RAID-0 can, in many cases, help IO performance because of the data striping (parallelism). If the data is smaller than the stripe size (chunk size) then it will be written to only one disk not taking advantage of the striping. But if the data size is greater than the stripe size, then read/write performance should increase because of the ability to use more than one disk for a read or write. Increasing the stripe width adds more disks and can improve read/write performance if the stripe width (chunk size) is greater than the data size.
Striped mapping maps the physical volumes (typically the drives) to the logical volume that is then used as the basis of the file system. LVM takes the first few stripes from the first physical volume (PV0) and maps them to the first stripes on the logical volume (LV0).

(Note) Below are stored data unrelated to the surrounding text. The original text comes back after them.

// Copyright 2025 Muvon Un Limited
//
// Licensed under the Apache License, Version 2.0 (the "License");
// you may not use this file except in compliance with the License.
// You may obtain a copy of the License at
//
//     http://www.apache.org/licenses/LICENSE-2.0
//
// Unless required by applicable law or agreed to in writing, software
// distributed under the License is distributed on an "AS IS" BASIS,
// WITHOUT WARRANTIES OR CONDITIONS OF ANY KIND, either express or implied.
// See the License for the specific language governing permissions and
// limitations under the License.

// Session module: conversation model, query pipeline and terminal chat

pub mod chat; // Interactive chat session
mod chat_helper; // Chat command completion
pub mod controller; // Application state owner (submit / new chat)
pub mod file_input; // Query file loading
pub mod input; // Input collector: pending input -> ordered queries
pub mod providers; // Provider abstraction layer
pub mod runner; // Sequential query runner
pub mod search; // Web search link construction
pub mod voice; // Speech input collaborator

pub use controller::{ChatController, NoopObserver, SubmitOutcome};
pub use input::derive_queries;
pub use providers::{AiProvider, ProviderFactory, ProviderResponse, TokenUsage};
pub use runner::{QueryRunner, RunObserver, RunSummary};

use serde::{Deserialize, Serialize};

/// Response text used when the API answered without a usable candidate
pub const NO_RESPONSE_TEXT: &str = "No response generated.";
/// Response text used when the remote call failed
pub const ERROR_RESPONSE_TEXT: &str = "An error occurred.";

#[derive(Debug, Clone, Copy, PartialEq, Eq, Serialize, Deserialize)]
#[serde(rename_all = "snake_case")]
pub enum EntryOutcome {
	Generated,
	NoResponse,
	Failed,
}

/// One query/response pair. Fields are private so an entry cannot change
/// after the runner creates it.
#[derive(Debug, Clone, PartialEq, Eq, Serialize)]
pub struct ConversationEntry {
	query: String,
	response: String,
	outcome: EntryOutcome,
}

impl ConversationEntry {
	pub fn generated(query: impl Into<String>, response: impl Into<String>) -> Self {
		Self {
			query: query.into(),
			response: response.into(),
			outcome: EntryOutcome::Generated,
		}
	}

	pub fn no_response(query: impl Into<String>) -> Self {
		Self {
			query: query.into(),
			response: NO_RESPONSE_TEXT.to_string(),
			outcome: EntryOutcome::NoResponse,
		}
	}

	pub fn failed(query: impl Into<String>) -> Self {
		Self {
			query: query.into(),
			response: ERROR_RESPONSE_TEXT.to_string(),
			outcome: EntryOutcome::Failed,
		}
	}

	pub fn query(&self) -> &str {
		&self.query
	}

	pub fn response(&self) -> &str {
		&self.response
	}

	pub fn outcome(&self) -> EntryOutcome {
		self.outcome
	}
}

/// Ordered, append-only log of the current conversation
#[derive(Debug, Clone, Default, PartialEq, Eq, Serialize)]
#[serde(transparent)]
pub struct Transcript {
	entries: Vec<ConversationEntry>,
}

impl Transcript {
	pub fn new() -> Self {
		Self::default()
	}

	pub fn push(&mut self, entry: ConversationEntry) {
		self.entries.push(entry);
	}

	pub fn clear(&mut self) {
		self.entries.clear();
	}

	pub fn len(&self) -> usize {
		self.entries.len()
	}

	pub fn is_empty(&self) -> bool {
		self.entries.is_empty()
	}

	pub fn entries(&self) -> &[ConversationEntry] {
		&self.entries
	}

	pub fn iter(&self) -> std::slice::Iter<'_, ConversationEntry> {
		self.entries.iter()
	}

	pub fn last(&self) -> Option<&ConversationEntry> {
		self.entries.last()
	}
}

/// A file loaded for batch submission
#[derive(Debug, Clone, PartialEq, Eq)]
pub struct LoadedFile {
	pub name: String,
	pub content: String,
}

impl LoadedFile {
	pub fn new(name: impl Into<String>, content: impl Into<String>) -> Self {
		Self {
			name: name.into(),
			content: content.into(),
		}
	}

	/// Number of queries this file would produce
	pub fn query_count(&self) -> usize {
		derive_queries("", Some(&self.content)).len()
	}
}

/// Input that has not been submitted yet: the typed draft and an optional file
#[derive(Debug, Clone, Default, PartialEq, Eq)]
pub struct PendingInput {
	pub typed: String,
	pub file: Option<LoadedFile>,
}

impl PendingInput {
	/// Queries a submission of this input would send, in order
	pub fn queries(&self) -> Vec<String> {
		derive_queries(&self.typed, self.file.as_ref().map(|f| f.content.as_str()))
	}

	pub fn clear(&mut self) {
		self.typed.clear();
		self.file = None;
	}

	pub fn is_empty(&self) -> bool {
		self.typed.is_empty() && self.file.is_none()
	}
}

Then it takes the first few stripes from the next physical volume (PV1) and maps them to the next stripes in LV0. The next stripes are taken from PV0 and mapped to LV0 and so on until the stripes on PV0 and PV1 are all allocated to the logical volume, LV0.

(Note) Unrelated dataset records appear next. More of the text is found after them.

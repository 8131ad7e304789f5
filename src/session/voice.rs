// Copyright 2025 Muvon Un Limited
//
// Licensed under the Apache License, Version 2.0 (the "License");
// you may not use this file except in compliance with the License.
// You may obtain a copy of the License at
//
//     http://www.apache.org/licenses/LICENSE-2.0
//
// Unless required by applicable law or agreed to in writing, software
// distributed under the License is distributed on an "AS IS" BASIS,
// WITHOUT WARRANTIES OR CONDITIONS OF ANY KIND, either express or implied.
// See the License for the specific language governing permissions and
// limitations under the License.

// Speech input through an external recognizer command

use crate::config::Config;
use crate::log_debug;
use anyhow::{anyhow, Context, Result};
use std::path::Path;
use tokio::process::Command;

pub const VOICE_UNSUPPORTED_NOTICE: &str = "Speech recognition is not supported on this platform.";

/// Captures one utterance and returns its transcript
#[async_trait::async_trait]
pub trait SpeechRecognizer: Send + Sync {
	fn is_available(&self) -> bool;

	async fn listen(&self) -> Result<String>;
}

/// Recognizer used when nothing is configured
pub struct UnsupportedRecognizer;

#[async_trait::async_trait]
impl SpeechRecognizer for UnsupportedRecognizer {
	fn is_available(&self) -> bool {
		false
	}

	async fn listen(&self) -> Result<String> {
		Err(anyhow!(VOICE_UNSUPPORTED_NOTICE))
	}
}

/// Runs a shell command that records one utterance and prints the transcript to stdout
pub struct CommandRecognizer {
	command: String,
}

impl CommandRecognizer {
	pub fn new(command: impl Into<String>) -> Self {
		Self {
			command: command.into(),
		}
	}

	pub fn command(&self) -> &str {
		&self.command
	}

	fn program(&self) -> Option<&str> {
		self.command.split_whitespace().next()
	}
}

#[async_trait::async_trait]
impl SpeechRecognizer for CommandRecognizer {
	fn is_available(&self) -> bool {
		self.program().is_some_and(program_exists)
	}

	async fn listen(&self) -> Result<String> {
		log_debug!("Running speech command: {}", self.command);

		#[cfg(target_os = "windows")]
		let output = Command::new("cmd")
			.args(["/C", &self.command])
			.output()
			.await;

		#[cfg(not(target_os = "windows"))]
		let output = Command::new("sh").args(["-c", &self.command]).output().await;

		let output = output.context("Failed to start speech recognition command")?;

		if !output.status.success() {
			let stderr = String::from_utf8_lossy(&output.stderr);
			return Err(anyhow!(
				"Speech recognition command failed ({}): {}",
				output.status,
				stderr.trim()
			));
		}

		let transcript = String::from_utf8_lossy(&output.stdout).trim().to_string();
		if transcript.is_empty() {
			return Err(anyhow!("No speech was recognized"));
		}

		Ok(transcript)
	}
}

pub fn recognizer_from_config(config: &Config) -> Box<dyn SpeechRecognizer> {
	match config.voice_command.as_deref().map(str::trim) {
		Some(command) if !command.is_empty() => Box::new(CommandRecognizer::new(command)),
		_ => Box::new(UnsupportedRecognizer),
	}
}

fn program_exists(program: &str) -> bool {
	let path = Path::new(program);
	if path.components().count() > 1 {
		return path.is_file();
	}

	let Some(paths) = std::env::var_os("PATH") else {
		return false;
	};

	std::env::split_paths(&paths).any(|dir| {
		let candidate = dir.join(program);
		if candidate.is_file() {
			return true;
		}
		cfg!(target_os = "windows") && dir.join(format!("{}.exe", program)).is_file()
	})
}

The advantage of the striped mapping is similar to RAID-0. When data is read from or written to the file system and if the data is large enough, it spans multiple stripes so that both physical devices can be used, improving performance.
Contrasting RAID-0 and LVM
From the previous discussions it is obvious that both RAID-0 and LVM achieve improved performance because of data striping across multiple storage devices. So in that respect they are the same. However, LVM and RAID are used for different purposes, and in many cases are used together. Let’s look at both techniques from different perspectives.

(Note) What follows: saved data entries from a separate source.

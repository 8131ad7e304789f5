// Copyright 2025 Muvon Un Limited
//
// Licensed under the Apache License, Version 2.0 (the "License");
// you may not use this file except in compliance with the License.
// You may obtain a copy of the License at
//
//     http://www.apache.org/licenses/LICENSE-2.0
//
// Unless required by applicable law or agreed to in writing, software
// distributed under the License is distributed on an "AS IS" BASIS,
// WITHOUT WARRANTIES OR CONDITIONS OF ANY KIND, either express or implied.
// See the License for the specific language governing permissions and
// limitations under the License.

use crate::session::{PendingInput, Transcript};
use parking_lot::RwLock;
use std::sync::Arc;

#[derive(Default)]
pub struct AppState {
	pub pending: PendingInput,
	pub transcript: Transcript,
	// Set while a submission drains its queries; doubles as the submit gate
	pub loading: bool,
}

pub type SharedState = Arc<RwLock<AppState>>;

pub fn create_shared_state() -> SharedState {
	Arc::new(RwLock::new(AppState::default()))
}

The size (capacity) of a RAID-0 group is computed from the smallest disk size among the disks in the group, multiplied by the number of drives in the group. For example, if you have two drives where one drive is 250GB in size and the second drive is 200GB, then the RAID-0 group is 400GB in size, not 450GB. So RAID-0 does not allow you to use the entire space of each drive if they are different sizes.
On the other hand, LVM allows you to combine all of the space in all of the drives into a single virtual space. You can use stripe mapping across the drives as you would in RAID-0, with the capacity being the same as RAID-0. However, LVM allows you to also use the remaining space for additional volume groups (VGs).
In the case of mdadm and software RAID-0 on Linux, you cannot grow a RAID-0 group. You can only grow a RAID-1, RAID-5, or RAID-6 array. This means that you can’t add drives to an existing RAID-0 group without having to rebuild the entire RAID group but having to restore all the data from a backup.
However, with LVM you can easily grow a logical volume. But, you cannot use stripe mapping to add a drive to an existing striped logical volume because you can’t interleave the existing stripes with the new stripes. This link explains it fairly concisely.
“In LVM 2, striped LVs can be extended by concatenating another set of devices onto the end of the first set. So you can get into a situation where your LV is a 2 stripe set concatenated with a linear set concatenated with a 4 stripe set.”
Despite not being able to maintain a striped mapping in LVM, you can easily add space to a strpped logical volume.
This article, written by the original developers of LVM for Linux, present four advantages of LVM.
- Logical volumes can be resized while they are mounted and accessible by the database or file system, removing the downtime associated with adding or deleting storage from a Linux server
- Data from one (potentially faulty or damaged) physical device may be relocated to another device that is newer, faster or more resilient, while the original volume remains online and accessible
- Logical volumes can be constructed by aggregating physical devices to increase performance (via disk striping) or redundancy (via disk mirroring and I/O multipathing)
- Logical volume snapshots can be created to represent the exact state of the volume at a certain point-in-time, allowing accurate backups to proceed simultaneously with regular system operation
These four advantages point to the fact that LVM is designed for ease of management rather than performance.
Performance Comparison of RAID-0 and LVM Striped Mapping
The previous section contrasted RAID-0 and LVM from a conceptual perspective, but the question of which one is faster still remains (even if the question isn’t a good one). This section will present a performance comparison of RAID-0 using mdadm and LVM. However, in the interest of time it doesn’t follow our good benchmarking guidelines (a full set of benchmarks would take over 160 hours). In this case IOzone is used as the benchmark.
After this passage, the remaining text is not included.